A passage for you.

Oct 27, 2006 17:37

A passage from The Story of B by Daniel Quinn:

Anywhere in the world, East or West, you can walk up to a stranger and say, "Let me show you how to be saved," and you'll be understood. You may not be believed or welcomed when you speak these words, but you will surely be understood. The fact that you'll be understood should astonish you, but it doesn't, because you've been prepared from childhood by a hundred thousand voices--a million voices--to understand these words yourself. You know instantly what it means to be "saved," and it doesn't matter in the least whether you believe in the salvation referred to. You know in addition, as a completely distinct matter, that being saved involves some method or other. The method might be a ritual--baptism, extreme unction, the sacrament of penance, the performance of ceremonial works, or anything at all. It might, on the other hand, be an inner action of repentance, love, faith, or meditation. Again in addition, and again as a completely distinct manner, you know that the method of salvation being proposed is universal: It can be used by everyone and works for everyone. Yet again: You know that the method has not been discovered, developed, or tested in any scientific labratory; either God has revealed it to someone or someone has discovered it in a supranormal state of consciousness. Although initial received by divine means, the method is nonetheless transmittable by normal means, which explains why it's possible for a perfectly ordinary individual to be offering the method to others.

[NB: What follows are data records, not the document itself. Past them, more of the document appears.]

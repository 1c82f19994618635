//! Hook pipeline: observers, interceptors, and controllers around a session.
//!
//! Three families, applied at fixed stages of every invocation and every
//! streaming chunk:
//!
//! - [`Observer`] — read-only, async; all observers in a slot are awaited
//!   together and failures are logged and counted, never propagated.
//! - [`Interceptor`] — synchronous, total transforms folded in declared
//!   order; chunk slots may suppress.
//! - [`Controller`] — async, short-circuiting; each slot returns a tagged
//!   action and the first non-default action in declared order wins.
//!
//! The bundle is immutable after construction; hooks may be empty in any
//! slot.

mod controller;
mod interceptor;
mod observer;

pub use controller::{
    AfterInvocationAction, AfterLlmAction, Controller, DependencySkipAction, InvocationAction,
    LlmCallAction, LlmErrorAction,
};
pub use interceptor::{Intercepted, Interceptor};
pub use observer::{Observer, ObserverError};

use std::collections::BTreeMap;
use std::sync::atomic::{AtomicUsize, Ordering};
use std::sync::Arc;

use futures::future::join_all;

use run_event::SkipCause;

use crate::error::InvocationError;

/// Read-only snapshot handed to every hook call.
///
/// A fresh context is built per call; hooks cannot retain mutable
/// references into the pipeline.
#[derive(Clone, Debug)]
pub struct HookContext {
    /// Outer agent-loop iteration this session belongs to.
    pub iteration: u32,
    /// Gadget name, for invocation-scoped hooks.
    pub gadget: Option<String>,
    /// Invocation id, for invocation-scoped hooks.
    pub invocation_id: Option<String>,
    /// Effective parameters, for invocation-scoped hooks.
    pub parameters: Option<BTreeMap<String, String>>,
    /// Accumulated post-interception text at snapshot time.
    pub accumulated_text: String,
}

impl HookContext {
    /// Context for stream-scoped hooks.
    pub fn stream(iteration: u32, accumulated_text: impl Into<String>) -> Self {
        Self {
            iteration,
            gadget: None,
            invocation_id: None,
            parameters: None,
            accumulated_text: accumulated_text.into(),
        }
    }

    /// Context for invocation-scoped hooks.
    pub fn invocation(
        iteration: u32,
        gadget: impl Into<String>,
        invocation_id: impl Into<String>,
        parameters: BTreeMap<String, String>,
        accumulated_text: impl Into<String>,
    ) -> Self {
        Self {
            iteration,
            gadget: Some(gadget.into()),
            invocation_id: Some(invocation_id.into()),
            parameters: Some(parameters),
            accumulated_text: accumulated_text.into(),
        }
    }
}

/// Immutable hook bundle supplied at scheduler construction.
#[derive(Default)]
pub struct HookPipeline {
    observers: Vec<Arc<dyn Observer>>,
    interceptors: Vec<Arc<dyn Interceptor>>,
    controllers: Vec<Arc<dyn Controller>>,
    observer_failures: AtomicUsize,
}

impl HookPipeline {
    pub fn new(
        observers: Vec<Arc<dyn Observer>>,
        interceptors: Vec<Arc<dyn Interceptor>>,
        controllers: Vec<Arc<dyn Controller>>,
    ) -> Self {
        Self {
            observers,
            interceptors,
            controllers,
            observer_failures: AtomicUsize::new(0),
        }
    }

    /// A pipeline with every slot empty.
    pub fn empty() -> Self {
        Self::default()
    }

    /// Observer failures swallowed so far in this session.
    pub fn observer_failures(&self) -> usize {
        self.observer_failures.load(Ordering::SeqCst)
    }

    fn record_failures(&self, slot: &str, results: Vec<Result<(), ObserverError>>) {
        for (index, result) in results.into_iter().enumerate() {
            if let Err(e) = result {
                self.observer_failures.fetch_add(1, Ordering::SeqCst);
                tracing::warn!(slot, observer = index, error = %e, "observer failed");
            }
        }
    }

    // ----- observer slots (parallel within the slot) -----

    pub async fn notify_stream_chunk(&self, ctx: &HookContext, chunk: &str) {
        let results = join_all(self.observers.iter().map(|o| o.on_stream_chunk(ctx, chunk))).await;
        self.record_failures("on_stream_chunk", results);
    }

    pub async fn notify_llm_call_start(&self, ctx: &HookContext) {
        let results = join_all(self.observers.iter().map(|o| o.on_llm_call_start(ctx))).await;
        self.record_failures("on_llm_call_start", results);
    }

    pub async fn notify_llm_call_complete(&self, ctx: &HookContext) {
        let results = join_all(self.observers.iter().map(|o| o.on_llm_call_complete(ctx))).await;
        self.record_failures("on_llm_call_complete", results);
    }

    pub async fn notify_llm_call_error(&self, ctx: &HookContext, error: &str) {
        let results =
            join_all(self.observers.iter().map(|o| o.on_llm_call_error(ctx, error))).await;
        self.record_failures("on_llm_call_error", results);
    }

    pub async fn notify_invocation_start(&self, ctx: &HookContext) {
        let results = join_all(self.observers.iter().map(|o| o.on_invocation_start(ctx))).await;
        self.record_failures("on_invocation_start", results);
    }

    pub async fn notify_invocation_complete(
        &self,
        ctx: &HookContext,
        result: &Result<String, InvocationError>,
    ) {
        let results = join_all(
            self.observers
                .iter()
                .map(|o| o.on_invocation_complete(ctx, result)),
        )
        .await;
        self.record_failures("on_invocation_complete", results);
    }

    pub async fn notify_invocation_skipped(&self, ctx: &HookContext, cause: &SkipCause) {
        let results = join_all(
            self.observers
                .iter()
                .map(|o| o.on_invocation_skipped(ctx, cause)),
        )
        .await;
        self.record_failures("on_invocation_skipped", results);
    }

    // ----- interceptor folds (declared order; suppress short-circuits) -----

    pub fn intercept_raw_chunk(&self, chunk: String) -> Intercepted {
        let mut current = chunk;
        for interceptor in &self.interceptors {
            match interceptor.intercept_raw_chunk(current) {
                Intercepted::Value(v) => current = v,
                Intercepted::Suppress => return Intercepted::Suppress,
            }
        }
        Intercepted::Value(current)
    }

    pub fn intercept_text_chunk(&self, chunk: String) -> Intercepted {
        let mut current = chunk;
        for interceptor in &self.interceptors {
            match interceptor.intercept_text_chunk(current) {
                Intercepted::Value(v) => current = v,
                Intercepted::Suppress => return Intercepted::Suppress,
            }
        }
        Intercepted::Value(current)
    }

    pub fn intercept_parameters(
        &self,
        params: BTreeMap<String, String>,
    ) -> BTreeMap<String, String> {
        self.interceptors
            .iter()
            .fold(params, |acc, i| i.intercept_parameters(acc))
    }

    pub fn intercept_result(&self, result: String) -> String {
        self.interceptors
            .iter()
            .fold(result, |acc, i| i.intercept_result(acc))
    }

    pub fn intercept_final_message(&self, accumulated: String) -> String {
        self.interceptors
            .iter()
            .fold(accumulated, |acc, i| i.intercept_final_message(acc))
    }

    // ----- controller slots (declared order; first non-default wins) -----

    pub async fn run_before_llm_call(&self, ctx: &HookContext) -> LlmCallAction {
        for controller in &self.controllers {
            match controller.before_llm_call(ctx).await {
                LlmCallAction::Proceed { options: None } => continue,
                other => return other,
            }
        }
        LlmCallAction::proceed()
    }

    /// Note: interceptors are NOT re-run on messages appended here; callers
    /// that want interception run the slot themselves.
    pub async fn run_after_llm_call(&self, ctx: &HookContext, message: &str) -> AfterLlmAction {
        for controller in &self.controllers {
            match controller.after_llm_call(ctx, message).await {
                AfterLlmAction::Continue => continue,
                other => return other,
            }
        }
        AfterLlmAction::Continue
    }

    pub async fn run_after_llm_error(&self, ctx: &HookContext, error: &str) -> LlmErrorAction {
        for controller in &self.controllers {
            match controller.after_llm_error(ctx, error).await {
                LlmErrorAction::Rethrow => continue,
                recover => return recover,
            }
        }
        LlmErrorAction::Rethrow
    }

    pub async fn run_before_invocation(&self, ctx: &HookContext) -> InvocationAction {
        for controller in &self.controllers {
            match controller.before_invocation(ctx).await {
                InvocationAction::Proceed => continue,
                skip => return skip,
            }
        }
        InvocationAction::Proceed
    }

    pub async fn run_after_invocation(
        &self,
        ctx: &HookContext,
        result: &Result<String, InvocationError>,
    ) -> AfterInvocationAction {
        for controller in &self.controllers {
            match controller.after_invocation(ctx, result).await {
                AfterInvocationAction::Continue => continue,
                AfterInvocationAction::Recover { fallback_result } => {
                    if result.is_ok() {
                        tracing::warn!(
                            invocation = ctx.invocation_id.as_deref().unwrap_or(""),
                            "after_invocation recover ignored: outcome already succeeded"
                        );
                        continue;
                    }
                    return AfterInvocationAction::Recover { fallback_result };
                }
            }
        }
        AfterInvocationAction::Continue
    }

    pub async fn run_on_dependency_skip(
        &self,
        ctx: &HookContext,
        cause: &SkipCause,
    ) -> DependencySkipAction {
        for controller in &self.controllers {
            match controller.on_dependency_skip(ctx, cause).await {
                DependencySkipAction::Skip => continue,
                other => return other,
            }
        }
        DependencySkipAction::Skip
    }
}

impl std::fmt::Debug for HookPipeline {
    fn fmt(&self, f: &mut std::fmt::Formatter<'_>) -> std::fmt::Result {
        f.debug_struct("HookPipeline")
            .field("observers", &self.observers.len())
            .field("interceptors", &self.interceptors.len())
            .field("controllers", &self.controllers.len())
            .finish()
    }
}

    But all this barely scratches the surface of what is meant when someone says, "Let me show you how to be saved." A complex and profound worldview is implicit in such a statement. According to this worldview, the human condition is such that everyone is born in an unsaved state and remains unsaved until the requisite ritual or inner action is performed, and all who die in this satte either lose their chance for eternal happiness with God or fail to escape the weary cycle of death and rebirth.

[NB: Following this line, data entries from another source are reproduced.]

//! Gadget: a registered handler realizing one invocation.
//!
//! Each gadget has a unique name, a declared parameter spec, and the call
//! logic. Gadgets are registered with [`GadgetRegistry`] and dispatched by
//! the executor; a gadget may itself run an inner session and forward its
//! events through [`SubStreamWriter`].

mod mock;
mod registry;

pub use mock::{BreakLoopGadget, EchoGadget, FailGadget, SlowGadget};
pub use registry::{GadgetRegistry, RegistryError};

use std::collections::BTreeMap;
use std::fmt::Debug;
use std::sync::Arc;
use std::time::Duration;

use async_trait::async_trait;
use thiserror::Error;
use tokio_util::sync::CancellationToken;

use run_event::EmittedEvent;

/// One declared parameter of a gadget.
#[derive(Clone, Debug)]
pub struct ParamSpec {
    pub name: String,
    pub required: bool,
    pub description: String,
}

impl ParamSpec {
    pub fn required(name: impl Into<String>, description: impl Into<String>) -> Self {
        Self {
            name: name.into(),
            required: true,
            description: description.into(),
        }
    }

    pub fn optional(name: impl Into<String>, description: impl Into<String>) -> Self {
        Self {
            name: name.into(),
            required: false,
            description: description.into(),
        }
    }
}

/// Declared surface of a gadget: name, description, parameters, and one
/// worked example shown to the model on validation failures.
#[derive(Clone, Debug)]
pub struct GadgetSpec {
    pub name: String,
    pub description: String,
    pub params: Vec<ParamSpec>,
    pub example: String,
}

impl GadgetSpec {
    /// One-line usage summary, e.g. `echo(m, [verbose]) — repeats its input`.
    pub fn usage_summary(&self) -> String {
        let params: Vec<String> = self
            .params
            .iter()
            .map(|p| {
                if p.required {
                    p.name.clone()
                } else {
                    format!("[{}]", p.name)
                }
            })
            .collect();
        format!("{}({}) — {}", self.name, params.join(", "), self.description)
    }
}

/// Attachment returned by a gadget alongside its text result.
#[derive(Clone, Debug)]
pub struct Media {
    pub mime_type: String,
    /// Base64-encoded payload.
    pub data: String,
}

/// Normalized successful result of one gadget execution.
#[derive(Clone, Debug, Default)]
pub struct GadgetOutcome {
    pub text: String,
    pub cost: Option<f64>,
    pub media: Vec<Media>,
    /// Tells the enclosing agent to stop its outer iteration. The scheduler
    /// propagates this flag outward but does not alter its own scheduling.
    pub breaks_loop: bool,
}

impl GadgetOutcome {
    pub fn text(text: impl Into<String>) -> Self {
        Self {
            text: text.into(),
            ..Self::default()
        }
    }

    pub fn with_cost(mut self, cost: f64) -> Self {
        self.cost = Some(cost);
        self
    }

    pub fn with_breaks_loop(mut self) -> Self {
        self.breaks_loop = true;
        self
    }
}

/// Error from a gadget's own execution.
#[derive(Clone, Debug, Error, PartialEq, Eq)]
pub enum GadgetError {
    /// Arguments passed validation but turned out unusable at run time.
    #[error("invalid arguments: {0}")]
    InvalidArguments(String),
    /// The gadget's work failed.
    #[error("execution failed: {0}")]
    ExecutionFailed(String),
}

/// A writer for re-entering events from a nested session (sub-agent) into
/// the outer session's real-time queue.
///
/// Type-erased so gadgets do not depend on the scheduler; `Clone + Send +
/// Sync`, safe to hand to inner tasks.
#[derive(Clone)]
pub struct SubStreamWriter {
    emit_fn: Arc<dyn Fn(EmittedEvent) -> bool + Send + Sync>,
}

impl SubStreamWriter {
    /// The emit function returns `true` when the event was accepted.
    pub fn new(emit_fn: impl Fn(EmittedEvent) -> bool + Send + Sync + 'static) -> Self {
        Self {
            emit_fn: Arc::new(emit_fn),
        }
    }

    /// A writer that drops everything; for gadgets run outside a session.
    pub fn noop() -> Self {
        Self {
            emit_fn: Arc::new(|_| false),
        }
    }

    /// Pushes one inner event; returns `true` when accepted.
    pub fn emit(&self, event: EmittedEvent) -> bool {
        (self.emit_fn)(event)
    }
}

impl Debug for SubStreamWriter {
    fn fmt(&self, f: &mut std::fmt::Formatter<'_>) -> std::fmt::Result {
        f.debug_struct("SubStreamWriter")
            .field("emit_fn", &"<fn>")
            .finish()
    }
}

impl Default for SubStreamWriter {
    fn default() -> Self {
        Self::noop()
    }
}

/// Per-call context handed to a gadget by the executor.
#[derive(Clone, Debug)]
pub struct GadgetContext {
    pub invocation_id: String,
    pub gadget: String,
    /// Outer agent-loop iteration this session belongs to.
    pub iteration: u32,
    /// Child of the session token; gadgets should check it at suspension
    /// points and abort promptly when cancelled.
    pub cancel: CancellationToken,
    /// Re-entry point for events from an inner session.
    pub sub_stream: SubStreamWriter,
}

impl GadgetContext {
    /// A detached context for calling gadgets outside a session (tests).
    pub fn detached(invocation_id: impl Into<String>, gadget: impl Into<String>) -> Self {
        Self {
            invocation_id: invocation_id.into(),
            gadget: gadget.into(),
            iteration: 0,
            cancel: CancellationToken::new(),
            sub_stream: SubStreamWriter::noop(),
        }
    }
}

/// A registered handler realizing invocations of one name.
#[async_trait]
pub trait Gadget: Send + Sync {
    /// Unique name; lookup is case-insensitive.
    fn name(&self) -> &str;

    /// Declared surface, used for prompts and validation diagnostics.
    fn spec(&self) -> GadgetSpec;

    /// Validates parameters against the declared spec.
    ///
    /// Default: every required parameter present, no unknown names. The
    /// returned message is embedded in the Validation failure the model
    /// sees, together with the usage summary and example.
    fn validate(&self, params: &BTreeMap<String, String>) -> Result<(), String> {
        let spec = self.spec();
        for p in &spec.params {
            if p.required && !params.contains_key(&p.name) {
                return Err(format!("missing required parameter {:?}", p.name));
            }
        }
        for name in params.keys() {
            if !spec.params.iter().any(|p| &p.name == name) {
                return Err(format!("unknown parameter {name:?}"));
            }
        }
        Ok(())
    }

    /// Executes the gadget with validated parameters.
    async fn execute(
        &self,
        params: BTreeMap<String, String>,
        ctx: GadgetContext,
    ) -> Result<GadgetOutcome, GadgetError>;

    /// Upper bound on concurrent executions of this gadget; `None` means
    /// unbounded. The scheduler combines this with the session cap and the
    /// minimum wins — configuration can never relax a gadget's bound.
    fn max_concurrency(&self) -> Option<usize> {
        None
    }

    /// Per-invocation deadline override; `None` uses the session default.
    fn timeout(&self) -> Option<Duration> {
        None
    }
}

    Because we've been schooled from birth to understand all this, we're not at all puzzled to hear someone say, "Let me show you how to be saved." Salvation is as plain and ordinary to us as sunrise or rainfall. But now try to imagine how these words would be received in a culture that had no notion that people were born in an unsaved state, that had no notion that people need to be saved. A statement like this, which seems plain and ordinary to us, would be completely meaningless and incomprehensible to them, in part and in whole. Not a word of it would make sense to them.

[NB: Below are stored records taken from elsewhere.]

/// Routes one parser event: text through interception, calls through
/// announcement, graph registration, and dispatch.
///
/// `dup_seq` numbers the diagnostic ids minted for duplicate invocation
/// ids; the driver owns it for the session.
async fn dispatch(
    shared: &Arc<SessionShared>,
    emitter: &Emitter,
    parsed: ParsedEvent,
    dup_seq: &mut u64,
) {
    match parsed {
        ParsedEvent::Text(text) => {
            if let Intercepted::Value(content) = shared.hooks.intercept_text_chunk(text) {
                emitter.send(EmittedEvent::Text { content }).await;
            }
        }
        ParsedEvent::Call(mut call) => {
            // A colliding id is a parse-level error. The duplicate is
            // diverted onto a minted diagnostic id before it is announced,
            // so the original id keeps its single announcement and single
            // terminal event.
            let diagnostic_id = {
                let graph = shared.graph.lock().await;
                if graph.node(&call.invocation_id).is_some() {
                    let minted = loop {
                        *dup_seq += 1;
                        let candidate = format!("dup-{}-{}", dup_seq, call.invocation_id);
                        if graph.node(&candidate).is_none() {
                            break candidate;
                        }
                    };
                    Some(minted)
                } else {
                    None
                }
            };
            if let Some(diagnostic_id) = diagnostic_id {
                let note = format!(
                    "duplicate invocation id {:?} within this session",
                    call.invocation_id
                );
                call.invocation_id = diagnostic_id;
                call.parse_error = Some(match call.parse_error.take() {
                    Some(existing) => format!("{existing}; {note}"),
                    None => note,
                });
            }

            // Real-time feedback before any execution.
            emitter
                .send(EmittedEvent::InvocationAnnounced {
                    id: call.invocation_id.clone(),
                    gadget: call.gadget.clone(),
                    dependencies: call.dependencies.clone(),
                    parameters: call.parameters.clone(),
                    parse_error: call.parse_error.clone(),
                })
                .await;

            let inserted = { shared.graph.lock().await.insert(call.clone()) };
            match inserted {
                // Unreachable from this driver (ids are de-duplicated
                // above); terminate the announcement anyway.
                InsertOutcome::DuplicateId => {
                    tracing::warn!(id = %call.invocation_id, "duplicate id reached insert");
                    shared.push_event(EmittedEvent::InvocationFailed {
                        id: call.invocation_id.clone(),
                        gadget: call.gadget.clone(),
                        kind: ErrorKind::Parse,
                        message: format!(
                            "duplicate invocation id {:?} within this session",
                            call.invocation_id
                        ),
                    });
                }
                InsertOutcome::SelfDependency => {
                    let cause = SkipCause::SelfDependency;
                    let ctx = HookContext::invocation(
                        shared.iteration,
                        &call.gadget,
                        &call.invocation_id,
                        call.parameters.clone(),
                        shared.snapshot().await,
                    );
                    shared.hooks.notify_invocation_skipped(&ctx, &cause).await;
                    shared.push_event(EmittedEvent::InvocationSkipped {
                        id: call.invocation_id.clone(),
                        gadget: call.gadget.clone(),
                        cause,
                    });
                }
                InsertOutcome::ParseFailed => {
                    shared.push_event(EmittedEvent::InvocationFailed {
                        id: call.invocation_id.clone(),
                        gadget: call.gadget.clone(),
                        kind: ErrorKind::Parse,
                        message: format!(
                            "{}; raw parameters: {:?}",
                            call.parse_error.unwrap_or_default(),
                            call.raw_parameter_text
                        ),
                    });
                }
                InsertOutcome::Registered => {}
            }
            shared::drain_graph(shared).await;
        }
    }
}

    Imagine all the work you'd have to do to prepare the people of this culture for your statement. You'd have to persuade them that they (and indeed all humans) are born in a state in which they require salvation. You'd have to explain to them what being unsaved means-- and what being saved means. you'd have to persuade them that achieving salvation is vitally important--indeed the most important thing in the world. You'd have to convince them that you have a method that assures success. You'd have to explain where th method came from and why it works. You'd have to assure them that they can master this method, and it will work as well for them as it does for you. If you can imagine the difficulty you would encounter in this enterprise, you can imagine the difficulty I encounter every time I adress an audience. It's seldom possible for me simply to open my mouth and say the things that are on my mind. Rather I must being by laying the groundwork for ideas that are obvious to me but fundamentally alien to my listeners."